TASK DESCRIPTION:
When a line contains the string "Film", it counts once; give the total of such lines in the entries below and nothing else.

RECORDS FOR THE EXERCISE START

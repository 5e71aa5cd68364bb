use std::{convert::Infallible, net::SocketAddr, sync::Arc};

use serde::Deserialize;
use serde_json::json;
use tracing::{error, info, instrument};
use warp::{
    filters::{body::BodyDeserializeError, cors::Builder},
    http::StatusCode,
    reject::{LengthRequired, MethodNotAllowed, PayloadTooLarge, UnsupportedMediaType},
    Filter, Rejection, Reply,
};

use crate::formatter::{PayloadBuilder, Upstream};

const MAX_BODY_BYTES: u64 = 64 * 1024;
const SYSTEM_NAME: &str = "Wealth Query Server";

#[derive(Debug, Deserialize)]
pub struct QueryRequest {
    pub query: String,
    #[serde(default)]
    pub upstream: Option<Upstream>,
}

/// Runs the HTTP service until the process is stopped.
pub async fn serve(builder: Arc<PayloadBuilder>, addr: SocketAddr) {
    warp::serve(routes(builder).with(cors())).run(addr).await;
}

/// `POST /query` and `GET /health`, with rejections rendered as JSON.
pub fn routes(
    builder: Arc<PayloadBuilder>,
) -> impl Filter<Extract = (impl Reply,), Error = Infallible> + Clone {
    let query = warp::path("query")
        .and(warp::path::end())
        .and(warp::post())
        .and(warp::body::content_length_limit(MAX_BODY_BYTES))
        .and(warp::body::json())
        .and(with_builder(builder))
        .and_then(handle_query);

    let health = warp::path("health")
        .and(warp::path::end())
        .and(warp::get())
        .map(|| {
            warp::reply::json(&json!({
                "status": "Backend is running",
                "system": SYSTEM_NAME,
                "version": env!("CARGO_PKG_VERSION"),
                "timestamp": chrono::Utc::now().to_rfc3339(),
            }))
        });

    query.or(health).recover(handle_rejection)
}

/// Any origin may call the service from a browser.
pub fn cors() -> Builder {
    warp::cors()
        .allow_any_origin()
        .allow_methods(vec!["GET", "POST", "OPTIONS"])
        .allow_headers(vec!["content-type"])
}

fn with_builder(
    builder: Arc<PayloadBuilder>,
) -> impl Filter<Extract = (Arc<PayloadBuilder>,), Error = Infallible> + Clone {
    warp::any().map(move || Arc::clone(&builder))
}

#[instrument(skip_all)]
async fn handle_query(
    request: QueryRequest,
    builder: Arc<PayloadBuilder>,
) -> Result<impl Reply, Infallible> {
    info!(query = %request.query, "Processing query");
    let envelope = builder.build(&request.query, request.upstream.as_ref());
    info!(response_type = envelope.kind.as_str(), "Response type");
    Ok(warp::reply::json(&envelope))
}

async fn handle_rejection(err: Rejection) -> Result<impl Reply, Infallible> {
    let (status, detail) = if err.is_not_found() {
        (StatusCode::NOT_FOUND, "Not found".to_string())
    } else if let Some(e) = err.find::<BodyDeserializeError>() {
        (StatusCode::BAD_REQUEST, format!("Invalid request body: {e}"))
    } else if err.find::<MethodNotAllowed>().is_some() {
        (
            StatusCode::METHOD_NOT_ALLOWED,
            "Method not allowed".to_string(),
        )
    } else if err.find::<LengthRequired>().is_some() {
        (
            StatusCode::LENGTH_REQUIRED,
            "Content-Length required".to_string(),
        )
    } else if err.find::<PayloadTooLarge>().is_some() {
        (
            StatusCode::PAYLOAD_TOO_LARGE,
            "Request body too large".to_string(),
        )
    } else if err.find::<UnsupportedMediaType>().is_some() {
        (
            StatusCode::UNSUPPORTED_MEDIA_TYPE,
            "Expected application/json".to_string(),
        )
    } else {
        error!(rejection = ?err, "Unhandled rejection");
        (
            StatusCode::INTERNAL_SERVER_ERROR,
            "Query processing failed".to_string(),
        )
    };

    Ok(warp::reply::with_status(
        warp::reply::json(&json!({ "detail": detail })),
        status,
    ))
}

RECORDS FOR THE EXERCISE END
RECORDS FOR THE EXERCISE START

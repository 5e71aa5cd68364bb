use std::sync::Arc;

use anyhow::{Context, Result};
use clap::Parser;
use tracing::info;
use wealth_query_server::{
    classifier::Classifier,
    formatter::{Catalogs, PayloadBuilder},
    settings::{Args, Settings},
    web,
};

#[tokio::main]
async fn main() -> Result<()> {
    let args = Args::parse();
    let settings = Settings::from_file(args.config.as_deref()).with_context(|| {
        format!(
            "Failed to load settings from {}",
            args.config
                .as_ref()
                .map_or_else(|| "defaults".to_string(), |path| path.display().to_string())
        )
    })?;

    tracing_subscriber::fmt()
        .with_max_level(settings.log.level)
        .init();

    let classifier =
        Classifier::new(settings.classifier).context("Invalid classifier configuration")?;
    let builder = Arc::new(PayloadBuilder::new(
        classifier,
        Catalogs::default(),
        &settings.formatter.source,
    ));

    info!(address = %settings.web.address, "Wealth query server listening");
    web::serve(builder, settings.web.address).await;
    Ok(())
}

RECORDS FOR THE EXERCISE END
RECORDS FOR THE EXERCISE START

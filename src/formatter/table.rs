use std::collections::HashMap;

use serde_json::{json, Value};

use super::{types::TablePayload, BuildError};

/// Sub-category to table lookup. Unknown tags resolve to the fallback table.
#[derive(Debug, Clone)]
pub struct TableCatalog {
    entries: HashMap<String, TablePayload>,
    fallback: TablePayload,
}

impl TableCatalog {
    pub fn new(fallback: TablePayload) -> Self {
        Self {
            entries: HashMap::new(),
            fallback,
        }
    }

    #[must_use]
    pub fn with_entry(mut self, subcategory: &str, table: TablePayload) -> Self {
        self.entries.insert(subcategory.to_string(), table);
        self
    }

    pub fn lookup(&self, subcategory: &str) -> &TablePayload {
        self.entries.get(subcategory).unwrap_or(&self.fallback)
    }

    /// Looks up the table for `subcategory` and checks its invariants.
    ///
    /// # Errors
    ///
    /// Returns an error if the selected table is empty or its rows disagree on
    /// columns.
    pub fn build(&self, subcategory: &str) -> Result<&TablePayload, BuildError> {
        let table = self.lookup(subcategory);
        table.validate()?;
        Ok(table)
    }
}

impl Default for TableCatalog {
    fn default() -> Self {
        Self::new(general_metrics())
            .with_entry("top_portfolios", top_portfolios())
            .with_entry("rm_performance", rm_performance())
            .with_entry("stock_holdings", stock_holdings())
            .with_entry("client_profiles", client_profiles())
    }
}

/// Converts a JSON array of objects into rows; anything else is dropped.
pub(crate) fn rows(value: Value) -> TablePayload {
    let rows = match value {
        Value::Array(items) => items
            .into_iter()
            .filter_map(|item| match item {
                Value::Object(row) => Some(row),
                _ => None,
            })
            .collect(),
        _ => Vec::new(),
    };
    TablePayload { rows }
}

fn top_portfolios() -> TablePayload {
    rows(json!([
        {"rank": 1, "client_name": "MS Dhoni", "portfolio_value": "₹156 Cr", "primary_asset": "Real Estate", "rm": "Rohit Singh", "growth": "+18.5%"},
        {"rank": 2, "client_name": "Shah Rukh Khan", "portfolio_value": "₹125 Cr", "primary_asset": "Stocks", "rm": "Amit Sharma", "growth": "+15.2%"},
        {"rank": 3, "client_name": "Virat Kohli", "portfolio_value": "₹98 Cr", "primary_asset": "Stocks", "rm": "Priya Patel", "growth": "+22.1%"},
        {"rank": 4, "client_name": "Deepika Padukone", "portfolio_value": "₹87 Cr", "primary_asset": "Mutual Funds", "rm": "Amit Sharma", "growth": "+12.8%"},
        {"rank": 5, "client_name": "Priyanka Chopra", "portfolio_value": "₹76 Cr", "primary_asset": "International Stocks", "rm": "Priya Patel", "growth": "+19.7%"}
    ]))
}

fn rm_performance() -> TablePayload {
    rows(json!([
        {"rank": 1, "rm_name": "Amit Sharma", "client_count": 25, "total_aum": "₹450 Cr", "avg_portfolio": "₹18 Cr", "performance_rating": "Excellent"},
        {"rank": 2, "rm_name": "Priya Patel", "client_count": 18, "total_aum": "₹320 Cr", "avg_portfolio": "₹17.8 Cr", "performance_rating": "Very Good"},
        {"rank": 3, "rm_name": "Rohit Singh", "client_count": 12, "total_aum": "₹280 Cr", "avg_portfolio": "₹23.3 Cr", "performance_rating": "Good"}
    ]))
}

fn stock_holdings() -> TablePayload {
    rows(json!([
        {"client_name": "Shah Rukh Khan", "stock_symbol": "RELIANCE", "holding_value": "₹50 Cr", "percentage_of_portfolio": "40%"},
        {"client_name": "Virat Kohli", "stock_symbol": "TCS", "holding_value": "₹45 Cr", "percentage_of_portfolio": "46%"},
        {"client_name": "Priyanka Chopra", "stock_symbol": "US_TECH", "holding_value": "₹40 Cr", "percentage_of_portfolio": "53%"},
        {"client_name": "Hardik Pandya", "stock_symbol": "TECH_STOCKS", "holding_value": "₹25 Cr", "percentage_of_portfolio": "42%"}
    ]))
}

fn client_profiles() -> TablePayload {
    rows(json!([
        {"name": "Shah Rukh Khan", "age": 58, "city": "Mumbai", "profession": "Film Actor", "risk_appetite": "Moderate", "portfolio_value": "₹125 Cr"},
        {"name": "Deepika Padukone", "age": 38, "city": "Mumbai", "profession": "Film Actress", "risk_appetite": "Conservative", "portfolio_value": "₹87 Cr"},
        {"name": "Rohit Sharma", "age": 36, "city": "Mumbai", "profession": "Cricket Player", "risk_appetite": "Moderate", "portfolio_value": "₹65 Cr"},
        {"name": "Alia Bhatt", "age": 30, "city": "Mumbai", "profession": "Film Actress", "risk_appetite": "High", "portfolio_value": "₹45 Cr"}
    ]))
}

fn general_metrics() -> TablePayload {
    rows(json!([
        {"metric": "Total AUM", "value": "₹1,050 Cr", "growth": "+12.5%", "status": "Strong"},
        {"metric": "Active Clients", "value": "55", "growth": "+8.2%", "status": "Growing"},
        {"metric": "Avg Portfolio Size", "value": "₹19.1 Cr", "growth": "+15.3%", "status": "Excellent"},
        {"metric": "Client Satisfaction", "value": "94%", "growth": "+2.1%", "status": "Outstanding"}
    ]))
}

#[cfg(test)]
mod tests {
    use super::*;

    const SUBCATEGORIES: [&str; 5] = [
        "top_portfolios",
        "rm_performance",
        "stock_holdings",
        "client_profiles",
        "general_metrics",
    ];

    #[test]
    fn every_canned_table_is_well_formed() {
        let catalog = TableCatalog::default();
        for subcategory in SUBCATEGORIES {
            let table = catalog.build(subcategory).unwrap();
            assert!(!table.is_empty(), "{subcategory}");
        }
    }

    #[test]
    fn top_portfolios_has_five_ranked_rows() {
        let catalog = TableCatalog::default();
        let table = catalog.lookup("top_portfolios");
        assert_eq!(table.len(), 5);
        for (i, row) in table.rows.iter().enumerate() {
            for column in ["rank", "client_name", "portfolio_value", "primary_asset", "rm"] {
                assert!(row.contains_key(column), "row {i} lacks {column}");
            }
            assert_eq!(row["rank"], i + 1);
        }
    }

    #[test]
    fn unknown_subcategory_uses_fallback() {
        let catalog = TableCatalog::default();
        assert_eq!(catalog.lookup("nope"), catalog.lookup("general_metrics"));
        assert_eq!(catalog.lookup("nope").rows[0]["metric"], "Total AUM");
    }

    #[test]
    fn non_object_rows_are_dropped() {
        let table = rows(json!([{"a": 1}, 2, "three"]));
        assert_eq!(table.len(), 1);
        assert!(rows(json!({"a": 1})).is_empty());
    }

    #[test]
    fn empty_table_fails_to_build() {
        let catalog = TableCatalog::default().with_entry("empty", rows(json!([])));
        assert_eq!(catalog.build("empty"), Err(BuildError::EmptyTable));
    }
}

RECORDS FOR THE EXERCISE END

RESULT FOR THIS EXERCISE:
3